» Exercise aim:
The answer must be every line of the records below that contains the word "crate".

» Information given:
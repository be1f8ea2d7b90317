//! Handler for the `restore` command.

use std::path::Path;

use colored::Colorize;

use crate::config::Config;
use crate::error::Result;
use crate::injector::restore_backup;

/// Handle the `restore` command.
pub fn handle_restore(path: &Path, config: &Config) -> Result<()> {
    let values = path.join(&config.injection.values_file);
    let backup = restore_backup(&values)?;
    println!(
        "{} {} from {}",
        "Restored".green().bold(),
        values.display(),
        backup.display()
    );
    Ok(())
}
//! Funnel orchestration: moves a visitor from postal-code entry through
//! contact capture and a simulated inventory scan to the checkout hand-off.

pub mod controller;
pub mod scheduler;
pub mod session;
pub mod social_proof;
pub mod state_machine;
pub mod transitions;
pub mod types;

pub use controller::FunnelController;
pub use scheduler::ScanScheduler;
pub use session::{FunnelSession, ScanRunOutcome};
pub use social_proof::SocialProofBadge;
pub use state_machine::FunnelStateMachine;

» Reply to the task:
use crate::config::Config;
use crate::error::Result;
use crate::injector::restore_backup;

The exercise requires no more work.